Assume you have 100K in cash (net liquidating 100K), and you short a 2X Leveraged ETF for 50K. According to Schwab’s margin requirements, the shorting maintenance requirement is 50\% of the market value, which is 25K. So your AFFT now is 100K - 25K = 75K.

If one day the ETF price doubles to 100K (floating loss 50K), the net liquidating will be 100K - 50K = 50K. The maintenance also increases to 50K, leaving your AFFT at zero, and triggering a margin call.

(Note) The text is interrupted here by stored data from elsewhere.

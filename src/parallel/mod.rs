//! In-process virtual message passing.
//!
//! A fixed group of P ranks, one thread each, shares a [`CollectiveGroup`].
//! Every rank obtains its own [`Channel`] through a one-time collective
//! handshake and uses it for blocking and non-blocking point-to-point
//! transfers and for the collectives (broadcast, gather, scatter,
//! all-gather, all-to-all, reduce, all-reduce, barrier).
//!
//! Collectives must be issued in the same order on every rank. A rank that
//! issues a different collective at the same position is detected and the
//! group is broken, failing every participant.
//!
//! # Example
//! ```
//! use vmpi::parallel::{run, ReduceOp};
//!
//! let sums = run(4, |ch| ch.all_reduce_scalar(ch.rank() as u64, ReduceOp::Sum)).unwrap();
//! assert!(sums.iter().all(|s| *s == Ok(6)));
//! ```

pub mod channel;
pub mod group;
pub mod reduce;
pub mod request;

pub use channel::Channel;
pub use group::{CollectiveGroup, run};
pub use reduce::{ReduceOp, Reducible};
pub use request::{Request, wait_all};
#[cfg(test)]
mod tests {
    use super::*;
    use crate::parallel::run;

    // 4x4 tridiagonal [-1 2 -1] over 2 ranks, rows (or columns) 0..2 and 2..4.
    fn tridiag(ch: &Arc<Channel>, split: Split) -> DistMatrix {
        let r = ch.rank();
        let mut diag = SparseRowMatrix::new(2, 2);
        diag.set(0, 0, 2.0);
        diag.set(1, 1, 2.0);
        diag.set(0, 1, -1.0);
        diag.set(1, 0, -1.0);
        let off = match split {
            Split::Rows => {
                let mut off = SparseRowMatrix::new(2, 4);
                if r == 0 { off.set(1, 2, -1.0) } else { off.set(0, 1, -1.0) }
                off
            }
            Split::Columns => {
                let mut off = SparseRowMatrix::new(4, 2);
                if r == 0 { off.set(2, 1, -1.0) } else { off.set(1, 0, -1.0) }
                off
            }
        };
        match split {
            Split::Rows => DistMatrix::row_split(4, 4, Arc::clone(ch), diag, off).unwrap(),
            Split::Columns => DistMatrix::column_split(4, 4, Arc::clone(ch), diag, off).unwrap(),
        }
    }

    #[test]
    fn products_agree_across_splits() {
        let x = [1.0, 2.0, 4.0, 8.0];
        let expected = [0.0, -1.0, -2.0, 12.0];
        for split in [Split::Rows, Split::Columns] {
            let results = run(2, |ch| {
                let a = tridiag(&ch, split);
                let xv = DistVector::from_global(Arc::clone(&ch), &x, 2).unwrap();
                let mut y = a.row_vector().unwrap();
                a.multiply(&xv, &mut y).unwrap();
                let mut yt = a.column_vector().unwrap();
                a.transpose_multiply(&xv, &mut yt).unwrap();
                (y.all_gather().unwrap(), yt.all_gather().unwrap())
            })
            .unwrap();
            for (y, yt) in results {
                assert_eq!(y, expected, "{split:?}");
                assert_eq!(yt, expected, "{split:?}");
            }
        }
    }

    #[test]
    fn scaling_scales_products() {
        let x = [1.0, 2.0, 4.0, 8.0];
        let results = run(2, |ch| {
            let mut a = tridiag(&ch, Split::Columns);
            a.scale(-0.5);
            let xv = DistVector::from_global(Arc::clone(&ch), &x, 2).unwrap();
            let mut y = a.row_vector().unwrap();
            a.multiply(&xv, &mut y).unwrap();
            y.all_gather().unwrap()
        })
        .unwrap();
        for y in results {
            assert_eq!(y, [0.0, 0.5, 1.0, -6.0]);
        }
    }

    #[test]
    fn entry_rules() {
        let results = run(2, |ch| {
            let mut a = tridiag(&ch, Split::Rows);
            let r = ch.rank();
            let foreign_row = if r == 0 { 3 } else { 0 };
            let unpatterned = if r == 0 { 3 } else { 0 };
            (
                a.get(2 * r, 2 * r),
                a.get(foreign_row, 0),
                a.set(2 * r, unpatterned, 1.0),
                a.add(1 + r, 2 - r, 0.5),
            )
        })
        .unwrap();
        assert_eq!(results[0].0, Ok(2.0));
        assert_eq!(results[0].1, Err(KError::NotLocal { index: 3, start: 0, end: 2 }));
        assert_eq!(results[0].2, Err(KError::NotInPattern { index: 3 }));
        assert_eq!(results[0].3, Ok(()));
        assert_eq!(results[1].2, Err(KError::NotInPattern { index: 0 }));
        assert_eq!(results[1].3, Ok(()));
    }

    #[test]
    fn misplaced_off_entry_is_rejected_everywhere() {
        let results = run(2, |ch| {
            let diag = SparseRowMatrix::new(1, 1);
            let mut off = SparseRowMatrix::new(1, 2);
            if ch.rank() == 0 {
                off.set(0, 0, 1.0);
            }
            DistMatrix::row_split(2, 2, Arc::clone(&ch), diag, off).map(|_| ())
        })
        .unwrap();
        assert!(results.iter().all(|r| matches!(r, Err(KError::InvalidArgument(_)))));
    }
}
//! Krylov & direct solver interfaces.

use crate::preconditioner::Preconditioner;
use crate::utils::convergence::SolveStats;

/// Common interface for iterative solvers.
pub trait LinearSolver<M, V> {
    type Error;
    type Scalar: Copy + PartialOrd;
    /// Solve A·x = b, writing result into `x` (its input is the initial
    /// guess). Returns iteration stats (including convergence info).
    fn solve(
        &mut self,
        a: &M,
        pc: Option<&dyn Preconditioner<M, V>>,
        b: &V,
        x: &mut V,
    ) -> Result<SolveStats<Self::Scalar>, Self::Error>;
}

pub mod bicgstab;
pub mod direct_lu;

pub use bicgstab::BiCgStabSolver;
pub use direct_lu::DenseLu;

Even though you still have 150K cash in your account, you can’t close the short position because your AFFT and stock buying power are zero (SBP equals AFFT divided by .30). Therefore you need to add more cash otherwise the broker will liquidate your short position.

To prevent this, let the maximum short position be x\% (if the ETF price doubles, we rebalance it to x\%): SBP = (100 - x - 2x * 50\%) / 0.3 = (1000 - 20x) / 3. Ensuring SBP >= 2x - (100 - x) * x\%, we find x <= 41.258.

Since rebalancing can be done gradually instead of all at once, you’d better keep the initial maximum short position below 45\% for a 2X Leveraged ETF.

What if you want to short a 3X Leveraged ETF 50K and set a stop-loss at 50\%? When the 3X ETF rises to 75K, the maintenance requirement is 90\% of 75K, which is 67.5K. The net liquidating value will be 100K - 25K = 75K, leaving 7.5K AFFT, and your SBP will be 7.5K / 0.3 = 25K. To rebalance the short position to 50\% * 75K = 37.5K, you need 75K - 37.5K = 37.5K in cash to buy back. However, as we calculated above, your SBP is only 25K, so you can’t rebalance it to 50% all at once. Instead, you can first buy back 20K, then buy back the remaining 17.5K for instance.

The content of this article is not investment advice and does not constitute an offer or solicitation to offer or recommendation of any investment product.